The article has excellent reporting of what some neuromarketers are actually do. But it doesn't well explain the core problem of neuromarketing: what happens if it makes commercial and political propaganda more effective?
This is no trivial matter. If neuromarketing really makes propaganda more effective, then the implications are serious, because it could lead to more marketing-related diseases, and the stirring up of ethnic & racial hatreds, totalitarianism, fascism, and genocide.
It's long past time for some Members of Congress to stand up and demand hearings on the implications of neuromarketing.

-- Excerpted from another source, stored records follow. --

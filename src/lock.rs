//! File locking and atomic writes for the task file
//!
//! - Advisory exclusive lock (fs2/flock) on a sibling `<file>.lock`
//! - Atomic write pattern (temp file in the same directory + rename)
//! - Lock timeout with a fixed retry interval

use std::fs::{self, File, OpenOptions};
use std::io::{self, Write};
use std::path::{Path, PathBuf};
use std::time::{Duration, Instant};

use fs2::FileExt;
use tempfile::NamedTempFile;

use crate::error::{Error, Result};

/// Default lock timeout in milliseconds
pub const DEFAULT_LOCK_TIMEOUT_MS: u64 = 5000;

/// Default retry interval when waiting for a lock
const LOCK_RETRY_INTERVAL_MS: u64 = 50;

fn is_lock_contended(err: &io::Error) -> bool {
    if err.kind() == io::ErrorKind::WouldBlock {
        return true;
    }

    // On Windows, fs2/libc can surface lock/sharing violations as "Other".
    #[cfg(windows)]
    {
        matches!(err.raw_os_error(), Some(32) | Some(33))
    }
    #[cfg(not(windows))]
    {
        false
    }
}

/// Path of the lock file guarding `path`
pub fn lock_path_for(path: impl AsRef<Path>) -> PathBuf {
    PathBuf::from(format!("{}.lock", path.as_ref().display()))
}

fn open_lock_file(path: &Path) -> Result<File> {
    if let Some(parent) = path.parent() {
        if !parent.as_os_str().is_empty() {
            fs::create_dir_all(parent)?;
        }
    }

    Ok(OpenOptions::new()
        .read(true)
        .write(true)
        .create(true)
        .truncate(false)
        .open(path)?)
}

/// A file lock guard that releases the lock when dropped
#[derive(Debug)]
pub struct FileLock {
    file: File,
}

impl FileLock {
    /// Acquire an exclusive lock on a file with timeout
    ///
    /// The lock file is created if missing. Returns `Error::LockFailed`
    /// if the lock cannot be acquired within the timeout.
    pub fn acquire(path: impl AsRef<Path>, timeout_ms: u64) -> Result<Self> {
        let path = path.as_ref();
        let file = open_lock_file(path)?;

        let start = Instant::now();
        let timeout = Duration::from_millis(timeout_ms);
        let retry_interval = Duration::from_millis(LOCK_RETRY_INTERVAL_MS);

        loop {
            match file.try_lock_exclusive() {
                Ok(()) => return Ok(FileLock { file }),
                Err(e) if is_lock_contended(&e) => {
                    if start.elapsed() >= timeout {
                        return Err(Error::LockFailed(path.to_path_buf()));
                    }
                    std::thread::sleep(retry_interval);
                }
                Err(e) => {
                    return Err(Error::Io(e));
                }
            }
        }
    }

}

impl Drop for FileLock {
    fn drop(&mut self) {
        let _ = self.file.unlock();
    }
}

/// Atomically write data to a file
///
/// Writes to a temporary file in the same directory, then renames it over
/// the target. The target is either fully replaced or left untouched.
/// Does NOT take a lock; see [`write_atomic_locked`].
pub fn write_atomic(path: impl AsRef<Path>, data: &[u8]) -> Result<()> {
    let path = path.as_ref();
    let parent = match path.parent() {
        Some(parent) if !parent.as_os_str().is_empty() => parent,
        _ => Path::new("."),
    };
    fs::create_dir_all(parent)?;

    let mut temp = NamedTempFile::new_in(parent)?;
    temp.write_all(data)?;
    temp.as_file().sync_all()?;
    temp.persist(path).map_err(|err| Error::Io(err.error))?;

    Ok(())
}

/// Write data atomically while holding the lock on `<path>.lock`
pub fn write_atomic_locked(path: impl AsRef<Path>, data: &[u8], timeout_ms: u64) -> Result<()> {
    let path = path.as_ref();
    let _lock = FileLock::acquire(lock_path_for(path), timeout_ms)?;
    write_atomic(path, data)
}

#[cfg(test)]
mod tests {
    use super::*;
    use std::sync::{Arc, Barrier};
    use std::thread;
    use tempfile::TempDir;

    #[test]
    fn lock_is_exclusive_until_dropped() {
        let temp_dir = TempDir::new().unwrap();
        let lock_path = temp_dir.path().join("tasks.json.lock");

        let lock = FileLock::acquire(&lock_path, 1000).unwrap();
        assert!(lock_path.exists());
        assert!(matches!(
            FileLock::acquire(&lock_path, 50),
            Err(Error::LockFailed(_))
        ));

        drop(lock);
        assert!(FileLock::acquire(&lock_path, 50).is_ok());
    }

    #[test]
    fn timeout_returns_lock_failed() {
        let temp_dir = TempDir::new().unwrap();
        let lock_path = temp_dir.path().join("timeout.lock");

        let _lock = FileLock::acquire(&lock_path, 1000).unwrap();
        let result = FileLock::acquire(&lock_path, 50);
        assert!(matches!(result, Err(Error::LockFailed(_))));
    }

    #[test]
    fn atomic_write_replaces_contents() {
        let temp_dir = TempDir::new().unwrap();
        let file_path = temp_dir.path().join("tasks.json");

        write_atomic(&file_path, b"[]").unwrap();
        assert_eq!(fs::read_to_string(&file_path).unwrap(), "[]");

        write_atomic(&file_path, b"[{}]").unwrap();
        assert_eq!(fs::read_to_string(&file_path).unwrap(), "[{}]");

        let leftovers: Vec<_> = fs::read_dir(temp_dir.path())
            .unwrap()
            .filter_map(|entry| entry.ok())
            .filter(|entry| entry.file_name() != "tasks.json")
            .collect();
        assert!(leftovers.is_empty());
    }

    #[test]
    fn atomic_write_creates_missing_parent() {
        let temp_dir = TempDir::new().unwrap();
        let file_path = temp_dir.path().join("nested").join("tasks.json");

        write_atomic(&file_path, b"[]").unwrap();
        assert!(file_path.exists());
    }

    #[test]
    fn locked_writes_from_threads_leave_one_whole_payload() {
        let temp_dir = TempDir::new().unwrap();
        let file_path = temp_dir.path().join("tasks.json");

        let threads = 6;
        let barrier = Arc::new(Barrier::new(threads));
        let mut handles = Vec::with_capacity(threads);
        let mut expected = Vec::with_capacity(threads);

        for idx in 0..threads {
            let barrier = Arc::clone(&barrier);
            let file_path = file_path.clone();
            let payload = format!("[{{\"writer\":{},\"pad\":\"{}\"}}]", idx, "x".repeat(64));
            expected.push(payload.clone());

            handles.push(thread::spawn(move || {
                barrier.wait();
                write_atomic_locked(&file_path, payload.as_bytes(), 2000).unwrap();
            }));
        }

        for handle in handles {
            handle.join().unwrap();
        }

        let final_contents = fs::read_to_string(&file_path).unwrap();
        assert!(expected.contains(&final_contents));
    }
}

Here's the Los Angeles Times article.
Mapping the Mind; Searching for the Why of Buy
source=LA TIMES
Researchers scan for insight into how marketing may brand the brain's preference for products and politicians.
by Robert Lee Hotz
Pictures of products danced in his head.
There was an Apple iPod, then a black Aeron chair. A coffeepot by Capresso and a washing machine by Dyson. Christian Dior followed by Versace, Oakley, Honda, Evian and Louis Vuitton.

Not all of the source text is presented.